Season of Worms has a great title, a few interesting ideas, and a fundamental misunderstanding of how to create a horror scenario. You can find it at http://jagsgame.dyndns.org/jags/index.jsp, as a free download for the JAGS system.

On its surface, it’s a simulation of a teenage horror flick. This is problem number one with the adventure; teenage horror flicks aren’t good in the slightest because they’re based around a very specific formula, usually one that pays more attention to gory deaths than to characterization or rational action, or any number of things that role-playing games cleave to. Jared A. Sorenson managed to pull off yet another utterly brilliant bit of work with his SQUEAM games, where the mechanics directly relate to the horror movie genre; with JAGS, the engine lies uneasily atop the adventure, like two people who want to have sex but aren’t sure how.

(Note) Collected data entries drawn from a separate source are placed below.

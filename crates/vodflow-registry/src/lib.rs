//! Temporary video registry
//!
//! Holds the short-lived record created between the upload step and the
//! metadata step. Entries are keyed `(user_id, video_id)` and carry a TTL;
//! an expired-but-unswept entry is treated as absent everywhere. The registry
//! entry is the only authoritative record of "upload completed, finalization
//! pending".

mod memory;
mod postgres;
mod registry;
mod sweeper;

pub use memory::InMemoryRegistry;
pub use postgres::PostgresRegistry;
pub use registry::{RegistryError, RegistryResult, TemporaryVideoRegistry};
pub use sweeper::{RegistrySweeper, SweeperHandle};
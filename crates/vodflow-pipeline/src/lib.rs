//! Two-step upload pipeline.
//!
//! Step one ingests a raw video: stage to disk, encode to HLS, upload the
//! artifacts, register a temporary record. Step two attaches metadata: look up
//! the temporary record, upload the thumbnail, finalize the permanent catalog
//! entry, publish, retire the temporary record. Each step compensates its own
//! side effects on failure.

mod artifacts;
mod coordinator;
mod staging;
mod transcode;

pub use artifacts::{ArtifactUploader, EncodedArtifacts};
pub use coordinator::UploadPipeline;
pub use staging::StagingArea;
pub use transcode::TranscodeStage;
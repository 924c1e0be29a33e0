use anyhow::Result;
use scraper::Html;
use serde::{Deserialize, Serialize};
use tokio::time::sleep;
use tracing::{error, info};
use utoipa::ToSchema;

use crate::artifacts::{ArtifactWriter, S3Location};
use crate::browser::{BrowserSession, INTER_URL_DELAY, SETTLE_DELAY};
use crate::cookies::CookieStore;
use crate::error::BatchError;
use crate::extract;
use crate::insights::{self, BrandInsights};
use crate::platform::{self, Platform};
use crate::storage::SharedStore;
use crate::task::UrlTask;

#[derive(Debug, Clone, Copy, PartialEq, Eq, Serialize, Deserialize, ToSchema)]
#[serde(rename_all = "lowercase")]
pub enum UrlStatus {
    Success,
    Error,
}

/// Outcome for one URL. Success carries the insights inline plus where the
/// artifacts were written; error carries only the message.
#[derive(Debug, Clone, Serialize, Deserialize, ToSchema)]
pub struct UrlResult {
    pub url: String,
    pub status: UrlStatus,
    #[serde(skip_serializing_if = "Option::is_none")]
    pub platform: Option<String>,
    #[serde(skip_serializing_if = "Option::is_none")]
    pub insights: Option<BrandInsights>,
    #[serde(skip_serializing_if = "Option::is_none")]
    pub s3_location: Option<S3Location>,
    #[serde(skip_serializing_if = "Option::is_none")]
    pub error: Option<String>,
}

impl UrlResult {
    fn success(
        url: &str,
        platform: &str,
        insights: BrandInsights,
        s3_location: S3Location,
    ) -> Self {
        Self {
            url: url.to_string(),
            status: UrlStatus::Success,
            platform: Some(platform.to_string()),
            insights: Some(insights),
            s3_location: Some(s3_location),
            error: None,
        }
    }

    fn error(url: &str, message: String) -> Self {
        Self {
            url: url.to_string(),
            status: UrlStatus::Error,
            platform: None,
            insights: None,
            s3_location: None,
            error: Some(message),
        }
    }
}

#[derive(Debug, Serialize)]
pub struct BatchResult {
    pub results: Vec<UrlResult>,
    pub total_processed: usize,
    pub success_count: usize,
    pub error_count: usize,
}

impl BatchResult {
    fn from_results(results: Vec<UrlResult>) -> Self {
        let success_count = results
            .iter()
            .filter(|r| r.status == UrlStatus::Success)
            .count();
        Self {
            total_processed: results.len(),
            success_count,
            error_count: results.len() - success_count,
            results,
        }
    }
}

/// Processes a batch of URLs against one shared browser session, strictly
/// in order. Per-URL failures become error entries in the result list; only
/// an empty input or a failed browser launch aborts the whole batch.
pub async fn run_batch(urls: &[String], store: SharedStore) -> Result<BatchResult, BatchError> {
    if urls.is_empty() {
        return Err(BatchError::NoUrls);
    }

    let session = BrowserSession::launch().map_err(|e| BatchError::Launch(e.to_string()))?;
    let cookie_store = CookieStore::new(store.clone());
    let artifacts = ArtifactWriter::new(store);

    let mut results = Vec::with_capacity(urls.len());
    for url in urls {
        info!("processing {}", url);
        let result = match process_url(&session, &cookie_store, &artifacts, url).await {
            Ok(result) => result,
            Err(e) => {
                error!("failed to process {}: {}", url, e);
                UrlResult::error(url, e.to_string())
            }
        };
        results.push(result);
        // Fixed pause between targets to stay under rate limits.
        sleep(INTER_URL_DELAY).await;
    }

    drop(session);
    info!("batch finished, browser session closed");

    Ok(BatchResult::from_results(results))
}

async fn process_url(
    session: &BrowserSession,
    cookie_store: &CookieStore,
    artifacts: &ArtifactWriter,
    url: &str,
) -> Result<UrlResult> {
    let task = UrlTask::parse(url)?;

    cookie_store.load(&task.domain, session.tab()).await;

    session.navigate(&task.url)?;
    sleep(SETTLE_DELAY).await;

    let page = session.capture()?;
    let snapshot = {
        let document = Html::parse_document(&page.html);
        let profile = platform::extract_profile(&document, Platform::detect(&task.platform));
        extract::structural_snapshot(&document, &task.url, &page.title, &page.body_text, profile)
    };

    let insights = BrandInsights::new(insights::classify(&snapshot), &task.platform);
    let s3_location = artifacts.write(&snapshot, &insights, &task.url).await?;

    cookie_store.save(&task.domain, session.tab()).await;

    Ok(UrlResult::success(&task.url, &task.platform, insights, s3_location))
}
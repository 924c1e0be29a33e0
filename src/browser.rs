use std::ffi::OsStr;
use std::sync::Arc;
use std::time::Duration;

use anyhow::Result;
use headless_chrome::{Browser, LaunchOptions, Tab};

pub const NAV_TIMEOUT: Duration = Duration::from_secs(30);
pub const SETTLE_DELAY: Duration = Duration::from_secs(3);
pub const INTER_URL_DELAY: Duration = Duration::from_secs(2);

const USER_AGENT: &str = "Mozilla/5.0 (Windows NT 10.0; Win64; x64) AppleWebKit/537.36 (KHTML, like Gecko) Chrome/120.0.0.0 Safari/537.36";

/// One Chrome instance with a single reusable tab, shared by a whole batch.
/// The cookie jar lives in this session between navigations. Dropping the
/// session kills the browser process, so teardown happens on every exit
/// path, including early returns.
pub struct BrowserSession {
    _browser: Browser,
    tab: Arc<Tab>,
}

/// What the orchestrator hands to the extractors once a page has settled.
pub struct RenderedPage {
    pub title: String,
    pub html: String,
    pub body_text: String,
}

impl BrowserSession {
    pub fn launch() -> Result<Self> {
        // Flags tuned for constrained sandboxed environments: no GPU, no
        // sandbox helpers, a single browser process.
        let mut args = vec![
            OsStr::new("--disable-dev-shm-usage"),
            OsStr::new("--no-sandbox"),
            OsStr::new("--disable-setuid-sandbox"),
            OsStr::new("--disable-gpu"),
            OsStr::new("--single-process"),
            OsStr::new("--no-zygote"),
        ];
        let ua_arg = format!("--user-agent={}", USER_AGENT);
        args.push(OsStr::new(&ua_arg));

        let browser = Browser::new(LaunchOptions {
            headless: true,
            window_size: Some((1280, 800)),
            args,
            idle_browser_timeout: Duration::from_secs(90),
            ..Default::default()
        })?;

        let tab = browser.new_tab()?;
        tab.set_default_timeout(NAV_TIMEOUT);

        Ok(Self {
            _browser: browser,
            tab,
        })
    }

    pub fn tab(&self) -> &Tab {
        &self.tab
    }

    pub fn navigate(&self, url: &str) -> Result<()> {
        self.tab.navigate_to(url)?;
        self.tab.wait_until_navigated()?;
        Ok(())
    }

    /// Reads the title, the serialized DOM, and the rendered body text from
    /// the current page.
    pub fn capture(&self) -> Result<RenderedPage> {
        let title = self.tab.get_title()?;
        let html = self.tab.get_content()?;
        let body_text = self
            .tab
            .evaluate("document.body ? document.body.innerText : ''", false)?
            .value
            .and_then(|v| v.as_str().map(|s| s.to_string()))
            .unwrap_or_default();

        Ok(RenderedPage {
            title,
            html,
            body_text,
        })
    }
}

The adventure itself: Uniquely enough, it’s run entirely with premade characters, in two groups – one group is composed of people from high school that you love to hate, while the other is a collection of lovable nerds. The trick is that the players will get a chance to run both, with one group getting slaughtered before the next group goes in.

Quick quiz: Which group do you think gets slaughtered like cattle first?

It’s not exactly a trick question, and it’s not as if anybody doesn’t know that the obnoxious are the first to die in any horror adventure – but the game itself suggests that the first wave of characters must die in order to make the second part of the adventure work. The adventure itself takes pains to point that all of the PCs will be dead at the end of the first act.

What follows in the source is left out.